**RECORDS PROVIDED:**
◇ ◇ ◇
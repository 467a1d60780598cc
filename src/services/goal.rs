//! Savings goal service

use chrono::NaiveDate;
use tracing::info;

use crate::error::{SpendwiseError, SpendwiseResult};
use crate::models::{Goal, GoalId, Money};
use crate::storage::Storage;

/// Service for savings goals
pub struct GoalService<'a> {
    storage: &'a Storage,
}

/// Input for creating a goal
#[derive(Debug, Clone)]
pub struct CreateGoalInput {
    pub name: String,
    pub target_amount: Money,
    pub currency: String,
    pub target_date: Option<NaiveDate>,
    pub starting_amount: Money,
}

impl<'a> GoalService<'a> {
    pub fn new(storage: &'a Storage) -> Self {
        Self { storage }
    }

    pub fn create(&self, input: CreateGoalInput) -> SpendwiseResult<Goal> {
        if self.get_by_name(&input.name)?.is_some() {
            return Err(SpendwiseError::Duplicate {
                entity_type: "Goal",
                identifier: input.name.trim().to_string(),
            });
        }

        let mut goal = Goal::new(input.name, input.target_amount, input.currency);
        if let Some(date) = input.target_date {
            goal = goal.with_target_date(date);
        }
        goal.set_current(input.starting_amount);
        goal.validate()
            .map_err(|e| SpendwiseError::Validation(e.to_string()))?;

        self.storage.goals.upsert(goal.clone())?;
        self.storage.goals.save()?;
        info!(goal = %goal.name, "created goal");
        Ok(goal)
    }

    pub fn get_by_name(&self, name: &str) -> SpendwiseResult<Option<Goal>> {
        let name = name.trim();
        self.storage.goals.find(|g| g.name.eq_ignore_ascii_case(name))
    }

    /// Find a goal by name or ID
    pub fn find(&self, identifier: &str) -> SpendwiseResult<Option<Goal>> {
        if let Some(goal) = self.get_by_name(identifier)? {
            return Ok(Some(goal));
        }
        self.storage.goals.find(|g| g.id.matches(identifier))
    }

    pub fn require(&self, identifier: &str) -> SpendwiseResult<Goal> {
        self.find(identifier)?
            .ok_or_else(|| SpendwiseError::goal_not_found(identifier))
    }

    /// Goals with a deadline first, soonest first
    pub fn list(&self, include_complete: bool) -> SpendwiseResult<Vec<Goal>> {
        self.storage
            .goals
            .filter(|g| include_complete || !g.is_complete())
    }

    /// Add to (or withdraw from, when negative) a goal's savings
    pub fn contribute(&self, id: GoalId, amount: Money) -> SpendwiseResult<Goal> {
        let mut goal = self.load(id)?;
        if (goal.current_amount + amount).is_negative() {
            return Err(SpendwiseError::Validation(format!(
                "Cannot withdraw {} from '{}': only {} saved",
                amount.abs(),
                goal.name,
                goal.current_amount
            )));
        }
        let was_complete = goal.is_complete();
        goal.contribute(amount);
        self.storage.goals.upsert(goal.clone())?;
        self.storage.goals.save()?;
        if goal.is_complete() && !was_complete {
            info!(goal = %goal.name, "goal reached");
        }
        Ok(goal)
    }

    pub fn set_current(&self, id: GoalId, amount: Money) -> SpendwiseResult<Goal> {
        if amount.is_negative() {
            return Err(SpendwiseError::Validation(
                "Saved amount cannot be negative".into(),
            ));
        }
        let mut goal = self.load(id)?;
        goal.set_current(amount);
        self.storage.goals.upsert(goal.clone())?;
        self.storage.goals.save()?;
        Ok(goal)
    }

    pub fn delete(&self, id: GoalId) -> SpendwiseResult<Goal> {
        let goal = self.load(id)?;
        self.storage.goals.delete(id)?;
        self.storage.goals.save()?;
        Ok(goal)
    }

    fn load(&self, id: GoalId) -> SpendwiseResult<Goal> {
        self.storage
            .goals
            .get(id)?
            .ok_or_else(|| SpendwiseError::goal_not_found(id.to_string()))
    }
}
//! JSON Export functionality
//!
//! Exports the complete data set to JSON format with schema versioning.

use std::collections::HashSet;
use std::io::Write;

use chrono::{DateTime, Utc};
use serde::{Deserialize, Serialize};

use crate::error::{SpendwiseError, SpendwiseResult};
use crate::models::{
    category_names_match, Account, Alert, Budget, Category, CategoryGroup, CategoryRule, Goal,
    MerchantProfile, Transaction,
};
use crate::storage::Storage;

/// Current export schema version
pub const EXPORT_SCHEMA_VERSION: &str = "1.0.0";

/// Full export structure
#[derive(Debug, Clone, Serialize, Deserialize)]
pub struct FullExport {
    /// Schema version for compatibility checking
    pub schema_version: String,

    pub exported_at: DateTime<Utc>,

    /// Application version that created the export
    pub app_version: String,

    pub accounts: Vec<Account>,
    pub category_groups: Vec<CategoryGroup>,
    pub categories: Vec<Category>,
    pub transactions: Vec<Transaction>,
    pub budgets: Vec<Budget>,
    pub goals: Vec<Goal>,
    pub alerts: Vec<Alert>,
    pub rules: Vec<CategoryRule>,
    pub merchants: Vec<MerchantProfile>,

    pub metadata: ExportMetadata,
}

/// Export metadata for reference
#[derive(Debug, Clone, Serialize, Deserialize)]
pub struct ExportMetadata {
    pub account_count: usize,
    pub transaction_count: usize,
    pub category_count: usize,
    pub budget_count: usize,
    pub goal_count: usize,
    pub rule_count: usize,

    /// Date range of transactions (earliest)
    pub earliest_transaction: Option<String>,

    /// Date range of transactions (latest)
    pub latest_transaction: Option<String>,
}

impl FullExport {
    /// Create a new full export from storage
    pub fn from_storage(storage: &Storage) -> SpendwiseResult<Self> {
        let accounts = storage.accounts.get_all()?;
        let category_groups = storage.categories.get_all_groups()?;
        let categories = storage.categories.get_all_categories()?;
        let transactions = storage.transactions.get_chronological()?;
        let budgets = storage.budgets.get_all()?;
        let goals = storage.goals.get_all()?;
        let alerts = storage.alerts.get_all()?;
        let rules = storage.rules.get_all()?;
        let merchants = storage.merchants.get_all()?;

        let metadata = ExportMetadata {
            account_count: accounts.len(),
            transaction_count: transactions.len(),
            category_count: categories.len(),
            budget_count: budgets.len(),
            goal_count: goals.len(),
            rule_count: rules.len(),
            earliest_transaction: transactions.first().map(|t| t.date.to_string()),
            latest_transaction: transactions.last().map(|t| t.date.to_string()),
        };

        Ok(Self {
            schema_version: EXPORT_SCHEMA_VERSION.to_string(),
            exported_at: Utc::now(),
            app_version: env!("CARGO_PKG_VERSION").to_string(),
            accounts,
            category_groups,
            categories,
            transactions,
            budgets,
            goals,
            alerts,
            rules,
            merchants,
            metadata,
        })
    }

    fn knows_category(&self, label: &str) -> bool {
        self.categories
            .iter()
            .any(|c| category_names_match(&c.name, label))
    }

    /// Validate the export structure
    pub fn validate(&self) -> Result<(), String> {
        if self.schema_version != EXPORT_SCHEMA_VERSION {
            return Err(format!(
                "Schema version mismatch: expected {}, got {}",
                EXPORT_SCHEMA_VERSION, self.schema_version
            ));
        }

        let account_ids: HashSet<_> = self.accounts.iter().map(|a| a.id).collect();
        let group_ids: HashSet<_> = self.category_groups.iter().map(|g| g.id).collect();

        for txn in &self.transactions {
            if let Some(account_id) = txn.account_id {
                if !account_ids.contains(&account_id) {
                    return Err(format!(
                        "Transaction {} references unknown account {}",
                        txn.id, account_id
                    ));
                }
            }
        }

        for cat in &self.categories {
            if let Some(group_id) = cat.group_id {
                if !group_ids.contains(&group_id) {
                    return Err(format!(
                        "Category {} references unknown group {}",
                        cat.name, group_id
                    ));
                }
            }
        }

        for budget in &self.budgets {
            if !self.knows_category(&budget.category) {
                return Err(format!(
                    "Budget {} references unknown category '{}'",
                    budget.id, budget.category
                ));
            }
        }

        Ok(())
    }
}

/// Export the full data set to JSON
pub fn export_full_json<W: Write>(
    storage: &Storage,
    writer: &mut W,
    pretty: bool,
) -> SpendwiseResult<()> {
    let export = FullExport::from_storage(storage)?;

    if pretty {
        serde_json::to_writer_pretty(writer, &export)
    } else {
        serde_json::to_writer(writer, &export)
    }
    .map_err(|e| SpendwiseError::Export(e.to_string()))?;

    Ok(())
}

/// Read back a JSON export, checking its integrity
pub fn import_from_json(json_str: &str) -> SpendwiseResult<FullExport> {
    let export: FullExport =
        serde_json::from_str(json_str).map_err(|e| SpendwiseError::Import(e.to_string()))?;
    export.validate().map_err(SpendwiseError::Import)?;
    Ok(export)
}
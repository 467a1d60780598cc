//! CSV Export functionality
//!
//! Exports transactions and accounts to CSV format.

use std::collections::HashMap;
use std::io::Write;

use chrono::NaiveDate;

use crate::error::{SpendwiseError, SpendwiseResult};
use crate::services::AccountService;
use crate::storage::Storage;

/// Export transactions to CSV, oldest first
///
/// `range` limits the export to an inclusive date range.
pub fn export_transactions_csv<W: Write>(
    storage: &Storage,
    writer: &mut W,
    range: Option<(NaiveDate, NaiveDate)>,
) -> SpendwiseResult<usize> {
    let account_names: HashMap<_, _> = AccountService::new(storage)
        .list(true)?
        .into_iter()
        .map(|a| (a.id, a.name))
        .collect();

    let transactions = storage.transactions.get_chronological()?;
    let mut csv = csv::Writer::from_writer(writer);
    csv.write_record([
        "ID",
        "Date",
        "Account",
        "Description",
        "Merchant",
        "Category",
        "Source",
        "Confidence",
        "Amount",
        "Currency",
        "Notes",
    ])?;

    let mut written = 0;
    for txn in transactions
        .iter()
        .filter(|t| range.map_or(true, |(start, end)| t.date >= start && t.date <= end))
    {
        let account = txn
            .account_id
            .and_then(|id| account_names.get(&id).cloned())
            .unwrap_or_default();
        let (source, confidence) = match &txn.categorization {
            Some(how) => (how.source.to_string(), format!("{:.2}", how.confidence)),
            None => (String::new(), String::new()),
        };

        csv.write_record([
            txn.id.to_string(),
            txn.date.to_string(),
            account,
            txn.description.clone(),
            txn.merchant.clone(),
            txn.category.clone().unwrap_or_default(),
            source,
            confidence,
            txn.amount.to_string(),
            txn.currency.clone(),
            txn.notes.clone(),
        ])?;
        written += 1;
    }

    csv.flush()
        .map_err(|e| SpendwiseError::Export(e.to_string()))?;
    Ok(written)
}

/// Export accounts to CSV
pub fn export_accounts_csv<W: Write>(storage: &Storage, writer: &mut W) -> SpendwiseResult<usize> {
    let accounts = AccountService::new(storage).list(true)?;
    let mut csv = csv::Writer::from_writer(writer);
    csv.write_record([
        "ID", "Name", "Type", "Category", "Balance", "Currency", "Archived",
    ])?;

    for account in &accounts {
        csv.write_record([
            account.id.to_string(),
            account.name.clone(),
            account.account_type.to_string(),
            account.category.clone().unwrap_or_default(),
            account.balance.to_string(),
            account.currency.clone(),
            account.archived.to_string(),
        ])?;
    }

    csv.flush()
        .map_err(|e| SpendwiseError::Export(e.to_string()))?;
    Ok(accounts.len())
}
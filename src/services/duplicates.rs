//! Duplicate scanning over stored transactions

use chrono::NaiveDate;
use tracing::info;

use crate::config::DuplicateSettings;
use crate::duplicates::{DuplicateDetector, DuplicateReport};
use crate::error::{SpendwiseError, SpendwiseResult};
use crate::models::TransactionId;
use crate::storage::Storage;

/// Service for finding and removing duplicate transactions
pub struct DuplicateService<'a> {
    storage: &'a Storage,
    detector: DuplicateDetector,
}

impl<'a> DuplicateService<'a> {
    pub fn new(storage: &'a Storage, settings: &DuplicateSettings) -> Self {
        Self {
            storage,
            detector: DuplicateDetector::new(settings.clone()),
        }
    }

    /// Scan stored transactions, oldest first, optionally within a date range
    pub fn scan(&self, range: Option<(NaiveDate, NaiveDate)>) -> SpendwiseResult<DuplicateReport> {
        let mut transactions = self.storage.transactions.get_chronological()?;
        if let Some((start, end)) = range {
            transactions.retain(|t| t.date >= start && t.date <= end);
        }
        Ok(self.detector.detect(&transactions))
    }

    /// Delete every member but the first of the chosen groups
    ///
    /// `groups` holds 1-based group numbers from the report; empty means
    /// every group.
    pub fn resolve(
        &self,
        report: &DuplicateReport,
        groups: &[usize],
    ) -> SpendwiseResult<Vec<TransactionId>> {
        for &number in groups {
            if number == 0 || number > report.groups.len() {
                return Err(SpendwiseError::Validation(format!(
                    "No duplicate group {} (report has {})",
                    number,
                    report.groups.len()
                )));
            }
        }

        let chosen: Vec<usize> = if groups.is_empty() {
            (0..report.groups.len()).collect()
        } else {
            groups.iter().map(|n| n - 1).collect()
        };

        let mut deleted = Vec::new();
        for index in chosen {
            for extra in report.groups[index].extras() {
                if self.storage.transactions.delete(extra.id)? {
                    deleted.push(extra.id);
                }
            }
        }

        self.storage.transactions.save()?;
        info!(deleted = deleted.len(), "resolved duplicates");
        Ok(deleted)
    }
}

#[cfg(test)]
mod tests {
    use super::*;
    use crate::config::SpendwisePaths;
    use crate::models::{Money, Transaction};
    use tempfile::TempDir;

    fn create_test_storage() -> (TempDir, Storage) {
        let temp_dir = TempDir::new().unwrap();
        let paths = SpendwisePaths::with_base_dir(temp_dir.path().to_path_buf());
        let mut storage = Storage::new(paths).unwrap();
        storage.load_all().unwrap();
        (temp_dir, storage)
    }

    fn add(storage: &Storage, day: u32, description: &str, cents: i64) -> TransactionId {
        let txn = Transaction::new(
            NaiveDate::from_ymd_opt(2025, 4, day).unwrap(),
            description,
            Money::from_cents(cents),
            "USD",
        );
        let id = txn.id;
        storage.transactions.upsert(txn).unwrap();
        id
    }

    #[test]
    fn test_scan_and_resolve_keeps_oldest() {
        let (_dir, storage) = create_test_storage();
        let first = add(&storage, 2, "Spotify", -999);
        let second = add(&storage, 2, "SPOTIFY", -999);
        add(&storage, 8, "Rent", -120000);
        let service = DuplicateService::new(&storage, &DuplicateSettings::default());

        let report = service.scan(None).unwrap();
        assert_eq!(report.groups.len(), 1);

        let deleted = service.resolve(&report, &[]).unwrap();
        assert_eq!(deleted.len(), 1);
        let remaining: Vec<_> = storage
            .transactions
            .get_all()
            .unwrap()
            .into_iter()
            .map(|t| t.id)
            .collect();
        assert_eq!(remaining.len(), 2);
        assert!(remaining.contains(&first) ^ remaining.contains(&second));
        assert!(service.scan(None).unwrap().is_empty());
    }

    #[test]
    fn test_scan_with_range() {
        let (_dir, storage) = create_test_storage();
        add(&storage, 2, "Spotify", -999);
        add(&storage, 2, "Spotify", -999);
        let service = DuplicateService::new(&storage, &DuplicateSettings::default());

        let start = NaiveDate::from_ymd_opt(2025, 4, 3).unwrap();
        let end = NaiveDate::from_ymd_opt(2025, 4, 30).unwrap();
        assert!(service.scan(Some((start, end))).unwrap().is_empty());
    }

    #[test]
    fn test_resolve_rejects_unknown_group() {
        let (_dir, storage) = create_test_storage();
        add(&storage, 2, "Spotify", -999);
        add(&storage, 2, "Spotify", -999);
        let service = DuplicateService::new(&storage, &DuplicateSettings::default());
        let report = service.scan(None).unwrap();

        assert!(service.resolve(&report, &[2]).unwrap_err().is_validation());
        assert!(service.resolve(&report, &[0]).unwrap_err().is_validation());
        assert_eq!(service.resolve(&report, &[1]).unwrap().len(), 1);
    }
}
◇ ◇ ◇
**PROBLEM STATEMENT:**
Return a copy of each line in the entries that carries the string "GoalService".

**COMPLETED EXERCISE:**
pub struct GoalService<'a> {
impl<'a> GoalService<'a> {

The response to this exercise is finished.